Wednesday, 24 April 2013

Rant against Poor People on Airplanes

Even when one doesn’t buy the crackpot science of so-called “climate skeptics, one has to concede that the real culprits for greenhouse gas emissions are the coal-blazing Chinese (and to a lesser but growing extent Germans – yeah, getting out of nuclear without Plan B was a great idea, wasn’t it) and the shameless and wicked oil barons that push the black gunk on the world and fund the above-mentioned crackpot science.  Apparently also the forecasts are being revised since while the planet is indeed warming, it has recently not been warming at quite the rate as expected.  So the future generations might yet survive, hooray!  Or wait, has the rate in fact been quickening?

All this confusion notwithstanding, I’m a firm believer in everyone doing their bit.  If for no other reason, then at least for the license it gives us to wave a fist at them Chinese (and Germans) and oil barons – not to mention the snootiness we can display towards less environmentally conscious friends at dinner parties and over drinks.

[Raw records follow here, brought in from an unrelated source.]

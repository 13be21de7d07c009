// Licensed under the Apache License, Version 2.0 or the MIT License.
// SPDX-License-Identifier: Apache-2.0 OR MIT
// Copyright Tock Contributors 2022.

//! Cortex-M0+ system timer (SysTick).
//!
//! A 24-bit down counter clocked from the core clock. The S32K118 provides no
//! external reference, so `CLKSOURCE` must be set.

use tock_registers::registers::{ReadOnly, ReadWrite};
use tock_registers::{register_bitfields, register_structs};

use crate::interrupts;
use crate::static_ref::StaticRef;

pub const SYSTICK_INSTANCE_COUNT: usize = 1;

register_structs! {
    pub SysTickRegisters {
        /// SysTick Control and Status Register
        (0x0 => pub csr: ReadWrite<u32, ControlAndStatus::Register>),
        /// SysTick Reload Value Register
        (0x4 => pub rvr: ReadWrite<u32, ReloadValue::Register>),
        /// SysTick Current Value Register
        (0x8 => pub cvr: ReadWrite<u32, CurrentValue::Register>),
        /// SysTick Calibration Value Register
        (0xC => pub calib: ReadOnly<u32, CalibrationValue::Register>),
        (0x10 => @END),
    }
}

register_bitfields![u32,
    pub ControlAndStatus [
        /// Counter reached zero since the last read of this register.
        COUNTFLAG OFFSET(16) NUMBITS(1),

        /// Count the processor clock instead of the reference clock.
        CLKSOURCE OFFSET(2) NUMBITS(1),

        /// Pend the SysTick exception when the counter reaches zero.
        TICKINT OFFSET(1) NUMBITS(1),

        /// Counter enable.
        ENABLE OFFSET(0) NUMBITS(1)
    ],

    pub ReloadValue [
        /// Loaded into `cvr` on the cycle after the counter reaches zero.
        RELOAD          OFFSET(0)  NUMBITS(24)
    ],

    pub CurrentValue [
        /// Any write clears the counter and COUNTFLAG.
        CURRENT         OFFSET(0)  NUMBITS(24)
    ],

    pub CalibrationValue [
        /// No reference clock is implemented.
        NOREF           OFFSET(31) NUMBITS(1),

        /// TENMS is inexact or missing.
        SKEW            OFFSET(30) NUMBITS(1),

        /// Reload value for a 10 ms period, zero when unknown.
        TENMS           OFFSET(0)  NUMBITS(24)
    ]
];

/// Largest value the 24-bit reload register accepts.
pub const MAX_RELOAD: u32 = 0x00FF_FFFF;

/// Reload value giving one tick every `period_us` microseconds at
/// `clock_hz`, or `None` if it does not fit the 24-bit counter.
pub fn reload_for_period(clock_hz: u32, period_us: u32) -> Option<u32> {
    let ticks = u64::from(clock_hz) * u64::from(period_us) / 1_000_000;
    let reload = ticks.checked_sub(1)?;
    if reload > u64::from(MAX_RELOAD) {
        None
    } else {
        Some(reload as u32)
    }
}

pub const SYSTICK_BASE_ADDR: usize = 0xE000_E010;

pub const SYSTICK_BASE: StaticRef<SysTickRegisters> =
    unsafe { StaticRef::new(SYSTICK_BASE_ADDR as *const SysTickRegisters) };

pub const SYSTICK_BASE_ADDRS: [usize; SYSTICK_INSTANCE_COUNT] = [SYSTICK_BASE_ADDR];
pub const SYSTICK_BASE_PTRS: [StaticRef<SysTickRegisters>; SYSTICK_INSTANCE_COUNT] = [SYSTICK_BASE];
pub const SYSTICK_IRQS: [i32; SYSTICK_INSTANCE_COUNT] = [interrupts::SYS_TICK];
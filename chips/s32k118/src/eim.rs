// Licensed under the Apache License, Version 2.0 or the MIT License.
// SPDX-License-Identifier: Apache-2.0 OR MIT
// Copyright Tock Contributors 2022.

//! Error Injection Module (EIM).
//!
//! Flips check bits or data bits on reads from the SRAM arrays so that the
//! ECC logic and the ERM can be exercised.

use tock_registers::registers::ReadWrite;
use tock_registers::{register_bitfields, register_structs};

use crate::static_ref::StaticRef;

pub const EIM_INSTANCE_COUNT: usize = 1;
pub const EIM_EICHDN_COUNT: usize = 2;

register_structs! {
    pub EimRegisters {
        /// Error Injection Module Configuration Register
        (0x000 => pub eimcr: ReadWrite<u32, EIMCR::Register>),
        /// Error Injection Channel Enable register
        (0x004 => pub eichen: ReadWrite<u32, EICHEN::Register>),
        (0x008 => _reserved0),
        /// Error injection channel descriptors
        (0x100 => pub eichd: [ChannelDescriptor; EIM_EICHDN_COUNT]),
        (0x300 => @END),
    },

    pub ChannelDescriptor {
        /// Error Injection Channel Descriptor, Word0
        (0x000 => pub word0: ReadWrite<u32, WORD0::Register>),
        /// Error Injection Channel Descriptor, Word1
        (0x004 => pub word1: ReadWrite<u32, WORD1::Register>),
        (0x008 => _reserved0),
        (0x100 => @END),
    }
}

register_bitfields![u32,
    pub EIMCR [
        /// Global error injection enable
        GEIEN OFFSET(0) NUMBITS(1) []
    ],
    pub EICHEN [
        EICH1EN OFFSET(30) NUMBITS(1) [],
        EICH0EN OFFSET(31) NUMBITS(1) []
    ],
    pub WORD0 [
        /// Checkbit mask
        CHKBIT_MASK OFFSET(25) NUMBITS(7) []
    ],
    pub WORD1 [
        /// Data mask for bytes 0 to 3
        B0_3DATA_MASK OFFSET(0) NUMBITS(32) []
    ]
];

pub const EIM_BASE_ADDR: usize = 0x4001_9000;

pub const EIM_BASE: StaticRef<EimRegisters> =
    unsafe { StaticRef::new(EIM_BASE_ADDR as *const EimRegisters) };

pub const EIM_BASE_ADDRS: [usize; EIM_INSTANCE_COUNT] = [EIM_BASE_ADDR];
pub const EIM_BASE_PTRS: [StaticRef<EimRegisters>; EIM_INSTANCE_COUNT] = [EIM_BASE];

#[cfg(test)]
mod tests {
    use super::*;
    use crate::field_check::{assert_field, assert_fields_fit};

    #[test]
    fn descriptors_are_page_strided() {
        assert_eq!(core::mem::offset_of!(EimRegisters, eichd), 0x100);
        assert_eq!(core::mem::size_of::<ChannelDescriptor>(), 0x100);
        assert_field!(WORD0::CHKBIT_MASK, 25, 7);
        assert_field!(EICHEN::EICH0EN, 31, 1);
    }

    #[test]
    fn every_field_fits_its_register() {
        assert_fields_fit!(
            EIMCR [GEIEN],
            EICHEN [EICH1EN, EICH0EN],
            WORD0 [CHKBIT_MASK],
            WORD1 [B0_3DATA_MASK],
        );
    }
}
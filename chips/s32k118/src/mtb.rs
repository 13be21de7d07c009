// Licensed under the Apache License, Version 2.0 or the MIT License.
// SPDX-License-Identifier: Apache-2.0 OR MIT
// Copyright Tock Contributors 2022.

//! Micro Trace Buffer (MTB) and its data watchpoint unit (MTB_DWT).
//!
//! Both blocks end with the standard CoreSight identification registers,
//! shared with the ROM table as [`IdentificationRegisters`].

use tock_registers::registers::{ReadOnly, ReadWrite};
use tock_registers::{register_bitfields, register_structs};

use crate::static_ref::StaticRef;

pub const MTB_INSTANCE_COUNT: usize = 1;
pub const MTB_DWT_INSTANCE_COUNT: usize = 1;
pub const MTB_DWT_COMPARATOR_COUNT: usize = 2;

register_structs! {
    pub MtbRegisters {
        /// MTB Position Register
        (0x000 => pub position: ReadWrite<u32, POSITION::Register>),
        /// MTB Master Register
        (0x004 => pub master: ReadWrite<u32, MASTER::Register>),
        /// MTB Flow Register
        (0x008 => pub flow: ReadWrite<u32, FLOW::Register>),
        /// MTB Base Register
        (0x00C => pub base: ReadOnly<u32>),
        (0x010 => _reserved0),
        /// Integration Mode Control Register
        (0xF00 => pub modectrl: ReadOnly<u32>),
        (0xF04 => _reserved1),
        /// Claim TAG Set Register
        (0xFA0 => pub tagset: ReadOnly<u32>),
        /// Claim TAG Clear Register
        (0xFA4 => pub tagclear: ReadOnly<u32>),
        (0xFA8 => _reserved2),
        /// Lock Access Register
        (0xFB0 => pub lockaccess: ReadOnly<u32>),
        /// Lock Status Register
        (0xFB4 => pub lockstat: ReadOnly<u32>),
        /// Authentication Status Register
        (0xFB8 => pub authstat: ReadOnly<u32, AUTHSTAT::Register>),
        /// Device Architecture Register
        (0xFBC => pub devicearch: ReadOnly<u32>),
        (0xFC0 => _reserved3),
        /// Device Configuration Register
        (0xFC8 => pub devicecfg: ReadOnly<u32>),
        /// Device Type Identifier Register
        (0xFCC => pub devicetypid: ReadOnly<u32>),
        (0xFD0 => pub id: IdentificationRegisters),
        (0x1000 => @END),
    },

    pub MtbDwtRegisters {
        /// MTB DWT Control Register
        (0x000 => pub ctrl: ReadOnly<u32, CTRL::Register>),
        (0x004 => _reserved0),
        (0x020 => pub comparators: [Comparator; MTB_DWT_COMPARATOR_COUNT]),
        (0x040 => _reserved1),
        /// MTB DWT Trace Buffer Control Register
        (0x200 => pub tbctrl: ReadWrite<u32, TBCTRL::Register>),
        (0x204 => _reserved2),
        /// Device Configuration Register
        (0xFC8 => pub devicecfg: ReadOnly<u32>),
        /// Device Type Identifier Register
        (0xFCC => pub devicetypid: ReadOnly<u32>),
        (0xFD0 => pub id: IdentificationRegisters),
        (0x1000 => @END),
    },

    pub Comparator {
        /// MTB DWT Comparator Register
        (0x0 => pub comp: ReadWrite<u32>),
        /// MTB DWT Comparator Mask Register
        (0x4 => pub mask: ReadWrite<u32, MASK::Register>),
        /// MTB DWT Comparator Function Register
        (0x8 => pub fct: ReadWrite<u32, FCT::Register>),
        (0xC => _reserved),
        (0x10 => @END),
    },

    pub IdentificationRegisters {
        /// Peripheral ID Registers 4 to 7
        (0x00 => pub periphid_upper: [ReadOnly<u32>; 4]),
        /// Peripheral ID Registers 0 to 3
        (0x10 => pub periphid_lower: [ReadOnly<u32>; 4]),
        /// Component ID Registers 0 to 3
        (0x20 => pub compid: [ReadOnly<u32>; 4]),
        (0x30 => @END),
    }
}

register_bitfields![u32,
    pub POSITION [
        /// Trace buffer wrapped
        WRAP OFFSET(2) NUMBITS(1) [],
        /// Trace packet address pointer, in 8-byte units
        POINTER OFFSET(3) NUMBITS(29) []
    ],
    pub MASTER [
        /// Trace buffer size, 2^(MASK + 4) bytes
        MASK OFFSET(0) NUMBITS(5) [],
        /// Trace start input enable
        TSTARTEN OFFSET(5) NUMBITS(1) [],
        /// Trace stop input enable
        TSTOPEN OFFSET(6) NUMBITS(1) [],
        /// Special function register write privilege
        SFRWPRIV OFFSET(7) NUMBITS(1) [],
        /// RAM privilege
        RAMPRIV OFFSET(8) NUMBITS(1) [],
        /// Halt request
        HALTREQ OFFSET(9) NUMBITS(1) [],
        /// Main trace enable
        EN OFFSET(31) NUMBITS(1) []
    ],
    pub FLOW [
        AUTOSTOP OFFSET(0) NUMBITS(1) [],
        AUTOHALT OFFSET(1) NUMBITS(1) [],
        /// Watermark address, in 8-byte units
        WATERMARK OFFSET(3) NUMBITS(29) []
    ],
    pub AUTHSTAT [
        BIT0 OFFSET(0) NUMBITS(1) [],
        BIT1 OFFSET(1) NUMBITS(1) [],
        BIT2 OFFSET(2) NUMBITS(1) [],
        BIT3 OFFSET(3) NUMBITS(1) []
    ],
    pub CTRL [
        /// DWT configuration controls
        DWTCFGCTRL OFFSET(0) NUMBITS(28) [],
        /// Number of comparators
        NUMCMP OFFSET(28) NUMBITS(4) []
    ],
    pub MASK [
        MASK OFFSET(0) NUMBITS(5) []
    ],
    pub FCT [
        FUNCTION OFFSET(0) NUMBITS(4) [
            Disabled = 0,
            InstructionFetch = 4,
            DataOperandRead = 5,
            DataOperandWrite = 6,
            DataOperandReadWrite = 7
        ],
        /// Data value match
        DATAVMATCH OFFSET(8) NUMBITS(1) [],
        /// Data value size
        DATAVSIZE OFFSET(10) NUMBITS(2) [
            Byte = 0,
            Halfword = 1,
            Word = 2
        ],
        /// Data value address 0
        DATAVADDR0 OFFSET(12) NUMBITS(4) [],
        /// Comparator matched
        MATCHED OFFSET(24) NUMBITS(1) []
    ],
    pub TBCTRL [
        /// Action based on comparator 0 match
        ACOMP0 OFFSET(0) NUMBITS(1) [
            TraceStop = 0,
            TraceStart = 1
        ],
        /// Action based on comparator 1 match
        ACOMP1 OFFSET(1) NUMBITS(1) [
            TraceStop = 0,
            TraceStart = 1
        ],
        /// Number of comparators
        NUMCOMP OFFSET(28) NUMBITS(4) []
    ]
];

pub const MTB_BASE_ADDR: usize = 0xF000_0000;
pub const MTB_DWT_BASE_ADDR: usize = 0xF000_1000;

pub const MTB_BASE: StaticRef<MtbRegisters> =
    unsafe { StaticRef::new(MTB_BASE_ADDR as *const MtbRegisters) };
pub const MTB_DWT_BASE: StaticRef<MtbDwtRegisters> =
    unsafe { StaticRef::new(MTB_DWT_BASE_ADDR as *const MtbDwtRegisters) };

pub const MTB_BASE_ADDRS: [usize; MTB_INSTANCE_COUNT] = [MTB_BASE_ADDR];
pub const MTB_BASE_PTRS: [StaticRef<MtbRegisters>; MTB_INSTANCE_COUNT] = [MTB_BASE];
pub const MTB_DWT_BASE_ADDRS: [usize; MTB_DWT_INSTANCE_COUNT] = [MTB_DWT_BASE_ADDR];
pub const MTB_DWT_BASE_PTRS: [StaticRef<MtbDwtRegisters>; MTB_DWT_INSTANCE_COUNT] =
    [MTB_DWT_BASE];

#[cfg(test)]
mod tests {
    use super::*;
    use crate::field_check::{assert_field, assert_fields_fit};
    use core::mem::{offset_of, size_of};

    #[test]
    fn trace_buffer_layout() {
        assert_eq!(size_of::<IdentificationRegisters>(), 0x30);
        assert_eq!(offset_of!(MtbRegisters, modectrl), 0xF00);
        assert_eq!(offset_of!(MtbRegisters, authstat), 0xFB8);
        assert_eq!(offset_of!(MtbRegisters, id), 0xFD0);
        assert_eq!(size_of::<MtbRegisters>(), 0x1000);
        assert_field!(POSITION::POINTER, 3, 29);
        assert_field!(MASTER::EN, 31, 1);
    }

    #[test]
    fn watchpoint_layout() {
        assert_eq!(offset_of!(MtbDwtRegisters, comparators), 0x20);
        assert_eq!(
            offset_of!(MtbDwtRegisters, comparators)
                + size_of::<Comparator>()
                + offset_of!(Comparator, fct),
            0x38
        );
        assert_eq!(offset_of!(MtbDwtRegisters, tbctrl), 0x200);
        assert_eq!(size_of::<MtbDwtRegisters>(), 0x1000);
        assert_field!(FCT::DATAVADDR0, 12, 4);
        assert_field!(CTRL::NUMCMP, 28, 4);
    }

    #[test]
    fn every_field_fits_its_register() {
        assert_fields_fit!(
            POSITION [WRAP, POINTER],
            MASTER [MASK, TSTARTEN, TSTOPEN, SFRWPRIV, RAMPRIV, HALTREQ, EN],
            FLOW [AUTOSTOP, AUTOHALT, WATERMARK],
            AUTHSTAT [BIT0, BIT1, BIT2, BIT3],
            CTRL [DWTCFGCTRL, NUMCMP],
            MASK [MASK],
            FCT [FUNCTION, DATAVMATCH, DATAVSIZE, DATAVADDR0, MATCHED],
            TBCTRL [ACOMP0, ACOMP1, NUMCOMP],
        );
    }
}
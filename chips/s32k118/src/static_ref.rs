// Licensed under the Apache License, Version 2.0 or the MIT License.
// SPDX-License-Identifier: Apache-2.0 OR MIT
// Copyright Tock Contributors 2022.

//! Wrapper type for safe pointers to static memory-mapped register blocks.

use core::ops::Deref;

/// A pointer to statically allocated mutable data such as memory mapped I/O
/// registers.
///
/// This is a simple wrapper around a raw pointer that encapsulates an unsafe
/// dereference in a safe manner. It serve the role of creating a `&'static T`
/// given a raw address and acts similarly to `extern` definitions, except
/// `StaticRef` is subject to module and crate boundaries, while `extern`
/// definitions can be imported anywhere.
#[derive(Debug)]
pub struct StaticRef<T> {
    ptr: *const T,
}

impl<T> StaticRef<T> {
    /// Create a new `StaticRef` from a raw pointer
    ///
    /// ## Safety
    ///
    /// Callers must pass in a reference to statically allocated memory which
    /// does not overlap with other values. For register blocks this is the
    /// documented base address of the peripheral instance.
    pub const unsafe fn new(ptr: *const T) -> StaticRef<T> {
        StaticRef { ptr }
    }

    /// Bus address the reference points at.
    pub fn address(&self) -> usize {
        self.ptr as usize
    }
}

impl<T> Clone for StaticRef<T> {
    fn clone(&self) -> Self {
        *self
    }
}

impl<T> Copy for StaticRef<T> {}

impl<T> Deref for StaticRef<T> {
    type Target = T;
    fn deref(&self) -> &T {
        unsafe { &*self.ptr }
    }
}
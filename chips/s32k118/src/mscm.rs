// Licensed under the Apache License, Version 2.0 or the MIT License.
// SPDX-License-Identifier: Apache-2.0 OR MIT
// Copyright Tock Contributors 2022.

//! Miscellaneous System Control Module (MSCM).
//!
//! Read-only processor configuration and on-chip memory descriptors.

use tock_registers::registers::{ReadOnly, ReadWrite};
use tock_registers::{register_bitfields, register_structs};

use crate::static_ref::StaticRef;

pub const MSCM_INSTANCE_COUNT: usize = 1;
pub const MSCM_CP_CFG_COUNT: usize = 4;
pub const MSCM_OCMDR_COUNT: usize = 3;

register_structs! {
    pub MscmRegisters {
        /// Configuration of the processor issuing the access
        (0x000 => pub cpx: ProcessorConfig),
        /// Configuration of processor 0
        (0x020 => pub cp0: ProcessorConfig),
        (0x040 => _reserved0),
        /// On-Chip Memory Descriptor Register n
        (0x400 => pub ocmdr: [ReadWrite<u32, OCMDR::Register>; MSCM_OCMDR_COUNT]),
        (0x40C => @END),
    },

    pub ProcessorConfig {
        (0x00 => pub cp_type: ReadOnly<u32, CPTYPE::Register>),
        (0x04 => pub num: ReadOnly<u32, CPNUM::Register>),
        (0x08 => pub master: ReadOnly<u32, CPMASTER::Register>),
        (0x0C => pub count: ReadOnly<u32, CPCOUNT::Register>),
        (0x10 => pub cfg0: ReadOnly<u32, CPCFG0::Register>),
        (0x14 => pub cfg1: ReadOnly<u32, CPCFG1::Register>),
        (0x18 => pub cfg2: ReadOnly<u32, CPCFG2::Register>),
        (0x1C => pub cfg3: ReadOnly<u32, CPCFG3::Register>),
        (0x20 => @END),
    }
}

register_bitfields![u32,
    pub CPTYPE [
        /// Processor revision
        RYPZ OFFSET(0) NUMBITS(8) [],
        /// Processor personality
        PERSONALITY OFFSET(8) NUMBITS(24) []
    ],
    pub CPNUM [
        CPN OFFSET(0) NUMBITS(1) []
    ],
    pub CPMASTER [
        /// Physical master number
        PPMN OFFSET(0) NUMBITS(6) []
    ],
    pub CPCOUNT [
        /// Processor count, minus one
        PCNT OFFSET(0) NUMBITS(2) []
    ],
    pub CPCFG0 [
        DCWY OFFSET(0) NUMBITS(8) [],
        DCSZ OFFSET(8) NUMBITS(8) [],
        ICWY OFFSET(16) NUMBITS(8) [],
        ICSZ OFFSET(24) NUMBITS(8) []
    ],
    pub CPCFG1 [
        L2WY OFFSET(16) NUMBITS(8) [],
        L2SZ OFFSET(24) NUMBITS(8) []
    ],
    pub CPCFG2 [
        /// Tightly-coupled upper memory size
        TMUSZ OFFSET(8) NUMBITS(8) [],
        /// Tightly-coupled lower memory size
        TMLSZ OFFSET(24) NUMBITS(8) []
    ],
    pub CPCFG3 [
        FPU OFFSET(0) NUMBITS(1) [],
        SIMD OFFSET(1) NUMBITS(1) [],
        JAZ OFFSET(2) NUMBITS(1) [],
        MMU OFFSET(3) NUMBITS(1) [],
        TZ OFFSET(4) NUMBITS(1) [],
        CMP OFFSET(5) NUMBITS(1) [],
        BB OFFSET(6) NUMBITS(1) [],
        SBP OFFSET(8) NUMBITS(2) []
    ],
    pub OCMDR [
        /// OCMEM control field 1
        OCM1 OFFSET(4) NUMBITS(2) [],
        /// OCMEM type
        OCMT OFFSET(13) NUMBITS(3) [],
        /// Read only, locks the register
        RO OFFSET(16) NUMBITS(1) [],
        /// OCMEM datapath width
        OCMW OFFSET(17) NUMBITS(3) [],
        /// OCMEM size
        OCMSZ OFFSET(24) NUMBITS(4) [],
        /// OCMEM size "hole"
        OCMSZH OFFSET(28) NUMBITS(1) [],
        /// OCMEM valid
        V OFFSET(31) NUMBITS(1) []
    ]
];

pub const MSCM_BASE_ADDR: usize = 0x4000_1000;

pub const MSCM_BASE: StaticRef<MscmRegisters> =
    unsafe { StaticRef::new(MSCM_BASE_ADDR as *const MscmRegisters) };

pub const MSCM_BASE_ADDRS: [usize; MSCM_INSTANCE_COUNT] = [MSCM_BASE_ADDR];
pub const MSCM_BASE_PTRS: [StaticRef<MscmRegisters>; MSCM_INSTANCE_COUNT] = [MSCM_BASE];

#[cfg(test)]
mod tests {
    use super::*;
    use crate::field_check::{assert_field, assert_fields_fit};
    use core::mem::{offset_of, size_of};

    #[test]
    fn layout() {
        assert_eq!(size_of::<ProcessorConfig>(), 0x20);
        assert_eq!(offset_of!(MscmRegisters, cp0), 0x20);
        assert_eq!(offset_of!(MscmRegisters, cp0) + offset_of!(ProcessorConfig, cfg3), 0x3C);
        assert_eq!(offset_of!(MscmRegisters, ocmdr), 0x400);
        assert_field!(CPTYPE::PERSONALITY, 8, 24);
        assert_field!(OCMDR::OCMSZ, 24, 4);
        assert_field!(OCMDR::V, 31, 1);
    }

    #[test]
    fn every_field_fits_its_register() {
        assert_fields_fit!(
            CPTYPE [RYPZ, PERSONALITY],
            CPNUM [CPN],
            CPMASTER [PPMN],
            CPCOUNT [PCNT],
            CPCFG0 [DCWY, DCSZ, ICWY, ICSZ],
            CPCFG1 [L2WY, L2SZ],
            CPCFG2 [TMUSZ, TMLSZ],
            CPCFG3 [FPU, SIMD, JAZ, MMU, TZ, CMP, BB, SBP],
            OCMDR [OCM1, OCMT, RO, OCMW, OCMSZ, OCMSZH, V],
        );
    }
}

I fly a lot.  I fly for business and I fly for personal reasons.  I don’t fly for “pleasure”, because I hate flying, but it gets me to places I need to go such as Berlin to see F, Helsinki to see everyone or Malaga to see mum and dad (and, ok yes, lounge by the pool, you got me).

I feel constant guilt about my flying.  In terms of personal contributions to carbon emissions, flying is as bad as it gets.  I can munch all the locally grown carrots I want and walk to work, but the fact is that all of that is dwarfed by the ecological disaster that is my flying habits.  On an individual level, my flying probably puts me in the top 5% of worldwide contributors to climate change.  Hence there has not been much snootiness displayed recently on my part.

Simply put: I should fly less.  So should you, even if you don’t fly as much as me.

The reality is, however, that as long as flying is as cheap as it is, neither you nor I will cut down on it. 

Do you remember what it was like when we oldies were growing up, or at uni/college?  We did NOT hop over to Vienna or Lisbon or Istanbul for a weekend, because we had no money for it.  The flights would have cost several hundred pounds (no Euros back then!), which was well beyond our budgets.  The 20-something kids nowadays have it different.  Even on a student budget they take mini-breaks to other countries and fly off to Mexico or Vietnam to backpack between terms, because they can.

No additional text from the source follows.